Verne Sankey (1890 - February 8, 1934) and Gordon Alcorn were a pair of American outlaws of the Depression-era whose successful kidnappings of Haskell Bohn and Charles Boettcher II in 1932 made them two of the most wanted criminals in the United States, and inspired a number of other kidnappings across the country. Their eventual capture was a result of one of these copycat kidnappings, of which they themselves were wrongly accused. Sankey was initially a suspect in the Lindbergh baby kidnapping, but was cleared after an investigation by the FBI.

==Biography==
Born in 1890, Verne Sankey worked on the Canadian Pacific Railway in his youth and later attempted to start a farm in South Dakota. When the farm failed, he and Gordon Alcorn began robbing banks in Canada and the United States. The two men eventually decided to try kidnapping and, in June 1932, they abducted Haskell Bohn in St. Paul, Minnesota.
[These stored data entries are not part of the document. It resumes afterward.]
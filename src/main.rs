use anyhow::Result;
use dotenvy::dotenv;
use std::sync::Arc;

use igdl::cli::{Cli, Commands};
use igdl::core::metrics::init_metrics;
use igdl::core::web_server::{start_web_server, WebState};
use igdl::core::{config, init_logger, log_startup_configuration};
use igdl::download::proxy::build_proxy_client;
use igdl::download::{analyze_link, InstagramResolver, ResourceResolver};

/// Main entry point
///
/// Parses CLI arguments and dispatches to the appropriate subcommand.
/// Without a subcommand the web server is started.
///
/// # Errors
/// Returns an error if initialization fails (logging, HTTP clients, binding the port).
#[tokio::main]
async fn main() -> Result<()> {
    let cli = Cli::parse_args();

    // Load .env before any config value is read
    let _ = dotenv();

    init_logger(&config::LOG_FILE_PATH)?;

    match cli.command {
        Some(Commands::Serve { port }) => run_server(port.unwrap_or(*config::WEB_PORT)).await,
        Some(Commands::Analyze { url, json }) => run_cli_analyze(&url, json).await,
        None => {
            log::info!("No command specified, starting web server");
            run_server(*config::WEB_PORT).await
        }
    }
}

/// Run the web server until it fails or the process is stopped.
async fn run_server(port: u16) -> Result<()> {
    log_startup_configuration();
    init_metrics();

    let resolver: Arc<dyn ResourceResolver> = Arc::new(InstagramResolver::new()?);
    let state = WebState::new(resolver, build_proxy_client()?);

    start_web_server(port, state)
        .await
        .map_err(|e| anyhow::anyhow!("Web server failed: {}", e))
}

/// Resolve a link from the command line and print the resources.
async fn run_cli_analyze(url: &str, json: bool) -> Result<()> {
    let resolver = InstagramResolver::new()?;
    let resources = analyze_link(&resolver, Some(url)).await?;

    if json {
        println!("{}", serde_json::to_string_pretty(&resources)?);
        return Ok(());
    }

    for (i, resource) in resources.iter().enumerate() {
        println!(
            "{:>2}. [{:?}] {} ({}x{})\n    {}",
            i + 1,
            resource.kind(),
            resource.filename(),
            resource.width(),
            resource.height(),
            resource.url()
        );
    }

    Ok(())
}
Bohn was the son of a local refrigerator magnate and they demanded $35,000 for his release, but instead settled for $12,000. Seven months later, they kidnapped Denver millionaire Charles Boettcher II and held them at Sankey's turkey ranch in South Dakota until they were paid $60,000.

In a matter of months, Sankey and Alcorn were considered two of the most sought-after outlaws in the country. Their successful kidnappings were imitated by many in the Midwest underworld, such as the 1933 kidnapping of Charles Urschel by Albert Bates and George "Machine Gun" Kelly. Ironically, it was the high-profile kidnappings of William Hamm Jr. and Edward Bremer by the Barker Gang that led to their downfall. As the authorities were not yet aware of the existence of the Barkers, the kidnappings were blamed on Sankey and Alcorn, who were quickly tracked down by the FBI.

On January 31, 1934, Sankey was captured by police and federal agents at a barber shop in Chicago, Illinois. He was returned to South Dakota to stand trial for the Boettcher kidnaping, being held at the state prison in Sioux Falls for added security; however, Sankey committed suicide before his trial by hanging himself in his cell with his necktie on February 8. Alcorn had been captured a week earlier and was sentenced to life imprisonment for Boettcher's kidnapping.